Declarations as to intention are rightly regarded in determining the question of a change of domicile, but they must be examined by considering the person to whom, the purposes for which, and the circumstances in which they are made and they must further be fortified and carried into effect by conduct and action consistent with the declared expression. So regarded the evidence of declared intention fails to satisfy and is not established by the proved facts. I am therefore of opinion that so far as the question of domicile is concerned, the appeal must fail.

5

The other question gives rise to more difficulty. Adultery is essentially an act which can rarely be proved by direct evidence. It is a matter of inference and circumstance. It is easy to suggest conditions which can leave no doubt that adultery has been committed, but the mere fact that people are thrown together in an environment which lends itself to the commission of the offence is not enough unless it can be shown by documents, e.g., letters and diaries, or antecedent conduct that the association of the parties was so intimate and their mutual passion so clear that adultery might reasonably be assumed as the result of an opportunity for its occurrence. The facts of this case must be regarded in the light of that principle. In 1915 Lady Ross had ceased to live with her husband as his wife; in 1917 she found life with her husband in Quebec impossible. It is not suggested that this was in any way due to his conduct. The social environment was uncongenial to her, and on the 8th July, 1917, she wrote a letter to her husband which contains these statements:

"When you took a home for a year without even telling me, I made up my mind you were settling there and I am not going to, in fact I am done with it for all time".

6

Again she says:

"I am not going to pine away in Quebec while this goes on, I don't care a single penny of what happens to me, so it's not that kind of dry rot",

7

and at no time after that did she ever live there.

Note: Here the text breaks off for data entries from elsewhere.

use thiserror::Error;

use gnr_core::models::antibiotic::{Antibiotic, Target};
use gnr_core::models::snapshot::ResistanceHistory;

#[derive(Debug, Error)]
pub enum EncodingError {
    #[error("unknown target: {0}")]
    UnknownTarget(Target),

    #[error("missing input '{feature}' required to encode '{target}'")]
    MissingFeature { target: Target, feature: String },

    #[error("'{target}' cannot combine {first} {first_state:?} with {second} {second_state:?}")]
    InvalidResistanceCombination {
        target: Target,
        first: Antibiotic,
        first_state: ResistanceHistory,
        second: Antibiotic,
        second_state: ResistanceHistory,
    },
}

impl EncodingError {
    pub(crate) fn missing(target: Target, feature: impl Into<String>) -> Self {
        EncodingError::MissingFeature {
            target,
            feature: feature.into(),
        }
    }
}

She came to England and took a house first at 18, Portman Street and afterwards at 33, Warwick Square, and she sometimes joined her husband in America and sometimes in London and Scotland. I do not refer to these facts for the purpose of imputing blame to Lady Ross. The relative conduct of this lady and her husband to each other is wholly immaterial in this case except so far as it throws light on the question of misconduct, and these facts to some extent assist her case since in such circumstances other associations may be more readily formed. His letters to her and hers to...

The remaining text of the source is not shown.